Holistic and Pragmatic Approaches to Privacy Theorization

theoryandpracticeImmanuel Kant’s essay “On the Common Saying: ‘This May be True in Theory, but it does not Apply in Practice'” argues that theory is central to understanding the world around us and that, moreover, attempts to say that ‘theory doesn’t apply to the world as such’ are generally misguided. Part of the reason that Kant can so firmly advocate that theory and reality are co-original emerge from his monological rationalism, but at the same time time we see him argue that the clearest way to bring theory and practice into alignment is with more theory – rather than adopting ‘parsimonious’ explanations of the world we would be better off to develop rigorous and detailed accounts of the world.

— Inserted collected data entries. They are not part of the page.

use serde_json::{Map, Value};
use url::form_urlencoded::byte_serialize;

use crate::error::StyleParseError;

/// One `property:value` pair of a style rule, e.g. `color:0xff0000`.
#[derive(Debug, Clone, PartialEq, Eq)]
pub struct Styler {
    pub property: String,
    pub value: String,
}

/// A map styling rule as written in the Maps JavaScript style JSON.
#[derive(Debug, Clone, Default, PartialEq, Eq)]
pub struct StyleRule {
    pub feature_type: Option<String>,
    pub element_type: Option<String>,
    pub stylers: Vec<Styler>,
}

/// Parses style JSON text into rules, rejecting anything that is not an
/// array of rule objects.
///
/// Empty input yields no rules. Whitespace alone is not valid JSON and is
/// rejected like any other malformed text. Styler colors written as
/// `#rrggbb` are rewritten to the `0xrrggbb` form the Static Maps API expects.
pub fn parse_styles(raw: &str) -> Result<Vec<StyleRule>, StyleParseError> {
    if raw.is_empty() {
        return Ok(Vec::new());
    }
    let value: Value =
        serde_json::from_str(raw).map_err(|err| StyleParseError::Json(err.to_string()))?;
    let items = value.as_array().ok_or(StyleParseError::NotAnArray)?;
    items
        .iter()
        .enumerate()
        .map(|(index, item)| parse_rule(index, item))
        .collect()
}

fn parse_rule(index: usize, item: &Value) -> Result<StyleRule, StyleParseError> {
    let rule_error = |message: String| StyleParseError::Rule { index, message };

    let obj = item
        .as_object()
        .ok_or_else(|| rule_error("expected an object".to_string()))?;

    let feature_type = optional_string(obj, "featureType").map_err(rule_error)?;
    let element_type = optional_string(obj, "elementType").map_err(rule_error)?;

    let stylers = match obj.get("stylers") {
        None | Some(Value::Null) => Vec::new(),
        Some(Value::Array(entries)) => entries
            .iter()
            .enumerate()
            .map(|(pos, entry)| {
                parse_styler(entry).map_err(|msg| rule_error(format!("stylers[{pos}]: {msg}")))
            })
            .collect::<Result<Vec<_>, _>>()?,
        Some(_) => return Err(rule_error("\"stylers\" must be an array".to_string())),
    };

    Ok(StyleRule {
        feature_type,
        element_type,
        stylers,
    })
}

fn optional_string(obj: &Map<String, Value>, key: &str) -> Result<Option<String>, String> {
    match obj.get(key) {
        None | Some(Value::Null) => Ok(None),
        Some(Value::String(s)) => Ok(Some(s.clone())),
        Some(_) => Err(format!("\"{key}\" must be a string")),
    }
}

fn parse_styler(entry: &Value) -> Result<Styler, String> {
    let obj = entry
        .as_object()
        .ok_or_else(|| "expected an object".to_string())?;
    if obj.len() != 1 {
        return Err(format!("expected exactly one property, found {}", obj.len()));
    }
    let (property, raw_value) = obj
        .iter()
        .next()
        .ok_or_else(|| "expected exactly one property".to_string())?;
    let value = match raw_value {
        Value::String(s) => s.clone(),
        Value::Number(n) => n.to_string(),
        Value::Bool(b) => b.to_string(),
        _ => return Err(format!("\"{property}\" must be a string, number or boolean")),
    };
    Ok(Styler {
        property: property.clone(),
        value: normalize_color(&value),
    })
}

fn normalize_color(value: &str) -> String {
    match value.strip_prefix('#') {
        Some(hex) => format!("0x{hex}"),
        None => value.to_string(),
    }
}

/// Renders rules as `style=` query parameters joined by `&`.
///
/// Rules keep their input order: later rules may override earlier ones with
/// the same selector, so nothing is reordered or merged. Rules with neither
/// selectors nor stylers carry nothing and are left out.
pub fn translate(rules: &[StyleRule]) -> String {
    rules
        .iter()
        .map(rule_value)
        .filter(|value| !value.is_empty())
        .map(|value| format!("style={value}"))
        .collect::<Vec<_>>()
        .join("&")
}

fn rule_value(rule: &StyleRule) -> String {
    let mut parts = Vec::with_capacity(rule.stylers.len() + 2);
    if let Some(feature) = rule.feature_type.as_deref().filter(|s| !s.is_empty()) {
        parts.push(encode_component(&format!("feature:{feature}")));
    }
    if let Some(element) = rule.element_type.as_deref().filter(|s| !s.is_empty()) {
        parts.push(encode_component(&format!("element:{element}")));
    }
    for styler in &rule.stylers {
        parts.push(encode_component(&format!(
            "{}:{}",
            styler.property, styler.value
        )));
    }
    parts.join("%7C")
}

fn encode_component(input: &str) -> String {
    byte_serialize(input.as_bytes()).collect()
}
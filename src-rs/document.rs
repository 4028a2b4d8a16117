use std::fs;
use std::path::{Path, PathBuf};

use anyhow::{bail, Context, Result};
use serde::{Deserialize, Serialize};

use crate::fetch::FetchedImage;
use crate::shape::{Dimensions, TargetShape, UnsupportedShape};

/// Image fill recorded on a shape.
#[derive(Debug, Clone, PartialEq, Eq, Serialize, Deserialize)]
pub struct ImageFill {
    pub image: PathBuf,
    pub width: u32,
    pub height: u32,
}

/// One shape of a JSON design document.
///
/// Geometry fields depend on `kind`: rectangles, polygons, paths and boolean
/// groups use `width`/`height`, ellipses use `radius_x`/`radius_y`.
#[derive(Debug, Clone, PartialEq, Serialize, Deserialize)]
pub struct ShapeNode {
    pub id: String,
    pub kind: String,
    #[serde(default, skip_serializing_if = "Option::is_none")]
    pub width: Option<f64>,
    #[serde(default, skip_serializing_if = "Option::is_none")]
    pub height: Option<f64>,
    #[serde(default, skip_serializing_if = "Option::is_none")]
    pub radius_x: Option<f64>,
    #[serde(default, skip_serializing_if = "Option::is_none")]
    pub radius_y: Option<f64>,
    #[serde(default)]
    pub selected: bool,
    #[serde(default, skip_serializing_if = "Option::is_none")]
    pub fill: Option<ImageFill>,
    #[serde(default)]
    pub fill_enabled: bool,
}

impl ShapeNode {
    fn unsupported(&self) -> UnsupportedShape {
        UnsupportedShape {
            kind: self.kind.clone(),
        }
    }

    fn sized(&self, width: Option<f64>, height: Option<f64>) -> Result<Dimensions, UnsupportedShape> {
        match (width, height) {
            (Some(w), Some(h)) => Dimensions::from_f64(w, h).ok_or_else(|| self.unsupported()),
            _ => Err(self.unsupported()),
        }
    }
}

impl TargetShape for ShapeNode {
    fn kind(&self) -> &str {
        &self.kind
    }

    fn fill_dimensions(&self) -> Result<Dimensions, UnsupportedShape> {
        match self.kind.as_str() {
            "Rectangle" | "Polygon" | "Path" | "BooleanGroup" => self.sized(self.width, self.height),
            "Ellipse" => self.sized(
                self.radius_x.map(|r| r * 2.0),
                self.radius_y.map(|r| r * 2.0),
            ),
            _ => Err(self.unsupported()),
        }
    }

    fn apply_image_fill(&mut self, image: &FetchedImage) {
        self.fill = Some(ImageFill {
            image: image.path.clone(),
            width: image.width,
            height: image.height,
        });
        self.fill_enabled = true;
    }
}

#[derive(Debug, Clone, Default, PartialEq, Serialize, Deserialize)]
pub struct Document {
    #[serde(default)]
    pub shapes: Vec<ShapeNode>,
}

impl Document {
    pub fn load(path: &Path) -> Result<Self> {
        let raw = fs::read_to_string(path)
            .with_context(|| format!("document not found: {}", path.display()))?;
        serde_json::from_str(&raw)
            .with_context(|| format!("invalid document JSON: {}", path.display()))
    }

    pub fn save(&self, path: &Path) -> Result<()> {
        if let Some(parent) = path.parent() {
            if !parent.as_os_str().is_empty() {
                fs::create_dir_all(parent).with_context(|| {
                    format!("failed to create parent directory: {}", parent.display())
                })?;
            }
        }
        let raw = serde_json::to_string_pretty(self)?;
        fs::write(path, raw)
            .with_context(|| format!("failed to write document: {}", path.display()))
    }

    /// Returns the selection in document order: the shapes named in `ids`,
    /// or the shapes flagged `selected` when `ids` is empty.
    pub fn selection_mut(&mut self, ids: &[String]) -> Result<Vec<&mut ShapeNode>> {
        if let Some(missing) = ids
            .iter()
            .find(|id| !self.shapes.iter().any(|shape| &shape.id == *id))
        {
            bail!("no shape with id {missing:?} in document");
        }
        Ok(self
            .shapes
            .iter_mut()
            .filter(|shape| {
                if ids.is_empty() {
                    shape.selected
                } else {
                    ids.contains(&shape.id)
                }
            })
            .collect())
    }
}

#[cfg(test)]
mod tests {
    use super::*;
    use tempfile::tempdir;

    fn node(kind: &str) -> ShapeNode {
        ShapeNode {
            id: kind.to_lowercase(),
            kind: kind.to_string(),
            width: None,
            height: None,
            radius_x: None,
            radius_y: None,
            selected: true,
            fill: None,
            fill_enabled: false,
        }
    }

    #[test]
    fn rectangle_uses_width_and_height() {
        let mut rect = node("Rectangle");
        rect.width = Some(400.0);
        rect.height = Some(299.6);
        assert_eq!(rect.fill_dimensions(), Ok(Dimensions::new(400, 300).unwrap()));
    }

    #[test]
    fn ellipse_uses_twice_the_radii() {
        let mut ellipse = node("Ellipse");
        ellipse.radius_x = Some(50.0);
        ellipse.radius_y = Some(25.0);
        assert_eq!(ellipse.fill_dimensions(), Ok(Dimensions::new(100, 50).unwrap()));
    }

    #[test]
    fn unsupported_kinds_report_their_label() {
        let mut text = node("Text");
        text.width = Some(100.0);
        text.height = Some(20.0);
        assert_eq!(
            text.fill_dimensions(),
            Err(UnsupportedShape {
                kind: "Text".to_string()
            })
        );
    }

    #[test]
    fn supported_kind_without_geometry_is_unsupported() {
        assert!(node("Polygon").fill_dimensions().is_err());
        let mut flat = node("Path");
        flat.width = Some(100.0);
        flat.height = Some(0.0);
        assert!(flat.fill_dimensions().is_err());
    }

    #[test]
    fn apply_fill_enables_fill() {
        let mut rect = node("Rectangle");
        rect.apply_image_fill(&FetchedImage {
            path: PathBuf::from("map.png"),
            width: 800,
            height: 600,
        });
        assert!(rect.fill_enabled);
        assert_eq!(rect.fill.as_ref().map(|f| f.width), Some(800));
    }

    #[test]
    fn selection_follows_document_order() {
        let mut doc = Document {
            shapes: vec![node("Rectangle"), node("Ellipse"), node("Text")],
        };
        doc.shapes[1].selected = false;
        let ids: Vec<String> = doc
            .selection_mut(&[])
            .unwrap()
            .iter()
            .map(|s| s.id.clone())
            .collect();
        assert_eq!(ids, ["rectangle", "text"]);

        let explicit = vec!["text".to_string(), "ellipse".to_string()];
        let ids: Vec<String> = doc
            .selection_mut(&explicit)
            .unwrap()
            .iter()
            .map(|s| s.id.clone())
            .collect();
        assert_eq!(ids, ["ellipse", "text"]);
    }

    #[test]
    fn unknown_selection_id_is_an_error() {
        let mut doc = Document {
            shapes: vec![node("Rectangle")],
        };
        assert!(doc.selection_mut(&["nope".to_string()]).is_err());
    }

    #[test]
    fn load_and_save_round_trip() {
        let dir = tempdir().unwrap();
        let path = dir.path().join("doc.json");
        fs::write(
            &path,
            r#"{"shapes": [{"id": "hero", "kind": "Rectangle", "width": 400, "height": 300, "selected": true}]}"#,
        )
        .unwrap();
        let mut doc = Document::load(&path).unwrap();
        assert_eq!(doc.shapes[0].fill_dimensions(), Ok(Dimensions::new(400, 300).unwrap()));
        doc.shapes[0].fill_enabled = true;
        let out = dir.path().join("out").join("doc.json");
        doc.save(&out).unwrap();
        assert!(Document::load(&out).unwrap().shapes[0].fill_enabled);
    }
}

Parsimony seems to be a popular term in the social sciences; it lets researchers develop concise theories that can be applied to particular situations, lets them isolate and speak about particular variables, and lends itself to broad(er) public accessibility of the theory in question. At the same time, theorists critique many such parsimonious accounts because they commonly fail to offer full explanations of social phenomena!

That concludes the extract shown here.